START Data supplied
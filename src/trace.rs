//! Trace adapter: reads a plain-text memory reference stream into typed
//! records.

use std::path::{Path, PathBuf};

use crate::error::{SimResult, TraceError};

#[derive(Clone, Copy, Debug, PartialEq, Eq)]
pub enum RefKind {
    IFetch,
    Load,
    Store,
}

#[derive(Clone, Copy, Debug)]
pub struct TraceEntry {
    pub kind: RefKind,
    pub core_id: u8,
    pub address: u32,
}

/// Reads `<kind> <core_id> <hex address>` lines, one reference per line.
/// `<kind>` is `I`, `L`, or `S`. Blank lines are skipped.
pub fn fetch_operations(trace_path: &Path) -> SimResult<Vec<TraceEntry>> {
    let content = std::fs::read_to_string(trace_path)
        .map_err(|e| TraceError::FileReadError(trace_path.to_path_buf(), e))?;

    let mut entries = Vec::new();
    for (line_num, line) in content.lines().enumerate() {
        if line.trim().is_empty() {
            continue;
        }
        entries.push(parse_line(trace_path, line_num + 1, line)?);
    }

    Ok(entries)
}

fn parse_line(trace_path: &Path, line_num: usize, line: &str) -> SimResult<TraceEntry> {
    let parts: Vec<&str> = line.split_whitespace().collect();
    if parts.len() != 3 {
        return Err(parse_error(
            trace_path,
            line_num,
            "expected 'kind core_id address'",
        ));
    }

    let kind = match parts[0] {
        "I" => RefKind::IFetch,
        "L" => RefKind::Load,
        "S" => RefKind::Store,
        other => {
            return Err(parse_error(
                trace_path,
                line_num,
                format!("invalid kind '{}': expected 'I', 'L', or 'S'", other),
            ))
        }
    };

    let core_id: u8 = parts[1]
        .parse()
        .map_err(|_| parse_error(trace_path, line_num, format!("invalid core id '{}'", parts[1])))?;

    let addr_str = parts[2];
    let hex = addr_str.strip_prefix("0x").ok_or_else(|| {
        parse_error(
            trace_path,
            line_num,
            "address must start with '0x'".to_string(),
        )
    })?;
    let address = u32::from_str_radix(hex, 16)
        .map_err(|_| parse_error(trace_path, line_num, format!("invalid hex address '{}'", addr_str)))?;

    Ok(TraceEntry { kind, core_id, address })
}

fn parse_error(
    trace_path: &Path,
    line_num: usize,
    message: impl Into<String>,
) -> crate::error::SimError {
    TraceError::ParseError(PathBuf::from(trace_path), line_num, message.into()).into()
}

#[cfg(test)]
mod tests {
    use super::*;
    use std::path::PathBuf;

    struct TempTrace(PathBuf);

    impl TempTrace {
        fn write(tag: &str, contents: &str) -> Self {
            let mut path = std::env::temp_dir();
            path.push(format!("memsim-trace-test-{}-{}.trace", std::process::id(), tag));
            std::fs::write(&path, contents).unwrap();
            TempTrace(path)
        }
    }

    impl Drop for TempTrace {
        fn drop(&mut self) {
            let _ = std::fs::remove_file(&self.0);
        }
    }

    #[test]
    fn parses_well_formed_lines() {
        let trace = TempTrace::write("well-formed", "I 0 0x0\nL 0 0x40\nS 1 0x80\n");
        let entries = fetch_operations(&trace.0).unwrap();
        assert_eq!(entries.len(), 3);
        assert_eq!(entries[0].kind, RefKind::IFetch);
        assert_eq!(entries[1].address, 0x40);
        assert_eq!(entries[2].core_id, 1);
    }

    #[test]
    fn skips_blank_lines() {
        let trace = TempTrace::write("blank-lines", "I 0 0x0\n\nL 0 0x4\n");
        let entries = fetch_operations(&trace.0).unwrap();
        assert_eq!(entries.len(), 2);
    }

    #[test]
    fn rejects_unknown_kind() {
        let trace = TempTrace::write("bad-kind", "X 0 0x0\n");
        let err = fetch_operations(&trace.0).unwrap_err();
        assert!(matches!(
            err,
            crate::error::SimError::TraceError(TraceError::ParseError(_, 1, _))
        ));
    }

    #[test]
    fn rejects_non_hex_address() {
        let trace = TempTrace::write("bad-address", "L 0 40\n");
        let err = fetch_operations(&trace.0).unwrap_err();
        assert!(matches!(
            err,
            crate::error::SimError::TraceError(TraceError::ParseError(_, 1, _))
        ));
    }
}
use std::path::PathBuf;
use std::str::FromStr;

use crate::config::{Mode, ReplKind};
use crate::memory::dram::DramPolicy;

xflags::xflags! {
    /// Trace-driven chip-multiprocessor memory hierarchy simulator.
    cmd MemSimArgs {
        /// Path to the trace file to simulate.
        required trace_file: PathBuf

        /// Simulation mode: A, B, C, D, E, or F.
        optional -m, --mode mode: ModeArg

        /// Cache line size in bytes.
        optional --linesize size: usize

        /// L1 data cache size in KB.
        optional --dsize size_kb: usize
        /// L1 data cache associativity.
        optional --dassoc ways: usize

        /// L1 instruction cache size in KB.
        optional --isize size_kb: usize
        /// L1 instruction cache associativity.
        optional --iassoc ways: usize

        /// Shared L2 cache size in KB.
        optional --l2size size_kb: usize
        /// Shared L2 cache associativity.
        optional --l2assoc ways: usize

        /// L1 replacement policy: LRU, RANDOM, SWP, or DWP.
        optional --repl policy: ReplArg
        /// L2 replacement policy: LRU, RANDOM, SWP, or DWP.
        optional --l2repl policy: ReplArg

        /// Core 0's static/dynamic way-partition quota.
        optional --swp-core0-ways q: usize

        /// DRAM row-buffer policy: open or close.
        optional --dram-policy policy: DramPolicyArg

        /// Number of cores driving the trace (1 for A/B/C, 2 for D/E/F).
        optional --num-cores n: usize

        /// Enables verbose mode, printing per-reference trace lines during simulation.
        optional -v, --verbose
    }
}

#[derive(Debug, Clone, Copy)]
pub enum ModeArg {
    A,
    B,
    C,
    D,
    E,
    F,
}

impl FromStr for ModeArg {
    type Err = String;

    fn from_str(s: &str) -> Result<Self, Self::Err> {
        match s.to_uppercase().as_str() {
            "A" => Ok(ModeArg::A),
            "B" => Ok(ModeArg::B),
            "C" => Ok(ModeArg::C),
            "D" => Ok(ModeArg::D),
            "E" => Ok(ModeArg::E),
            "F" => Ok(ModeArg::F),
            _ => Err(format!("Invalid mode: '{}'. Expected one of A, B, C, D, E, F.", s)),
        }
    }
}

impl From<ModeArg> for Mode {
    fn from(val: ModeArg) -> Self {
        match val {
            ModeArg::A => Mode::A,
            ModeArg::B => Mode::B,
            ModeArg::C => Mode::C,
            ModeArg::D => Mode::D,
            ModeArg::E => Mode::E,
            ModeArg::F => Mode::F,
        }
    }
}

#[derive(Debug, Clone, Copy)]
pub enum ReplArg {
    Lru,
    Random,
    Swp,
    Dwp,
}

impl FromStr for ReplArg {
    type Err = String;

    fn from_str(s: &str) -> Result<Self, Self::Err> {
        match s.to_uppercase().as_str() {
            "LRU" => Ok(ReplArg::Lru),
            "RANDOM" => Ok(ReplArg::Random),
            "SWP" => Ok(ReplArg::Swp),
            "DWP" => Ok(ReplArg::Dwp),
            _ => Err(format!(
                "Invalid replacement policy: '{}'. Expected LRU, RANDOM, SWP, or DWP.",
                s
            )),
        }
    }
}

impl From<ReplArg> for ReplKind {
    fn from(val: ReplArg) -> Self {
        match val {
            ReplArg::Lru => ReplKind::Lru,
            ReplArg::Random => ReplKind::Random,
            ReplArg::Swp => ReplKind::Swp,
            ReplArg::Dwp => ReplKind::Dwp,
        }
    }
}

#[derive(Debug, Clone, Copy)]
pub enum DramPolicyArg {
    Open,
    Close,
}

impl FromStr for DramPolicyArg {
    type Err = String;

    fn from_str(s: &str) -> Result<Self, Self::Err> {
        match s.to_lowercase().as_str() {
            "open" => Ok(DramPolicyArg::Open),
            "close" => Ok(DramPolicyArg::Close),
            _ => Err(format!("Invalid DRAM policy: '{}'. Expected 'open' or 'close'.", s)),
        }
    }
}

impl From<DramPolicyArg> for DramPolicy {
    fn from(val: DramPolicyArg) -> Self {
        match val {
            DramPolicyArg::Open => DramPolicy::Open,
            DramPolicyArg::Close => DramPolicy::Close,
        }
    }
}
END Data supplied
- [Goal of the exercise] Scan the data above line by line. Please say how many lines hold the word "SimResult", and give only that number.

- [Response below] 3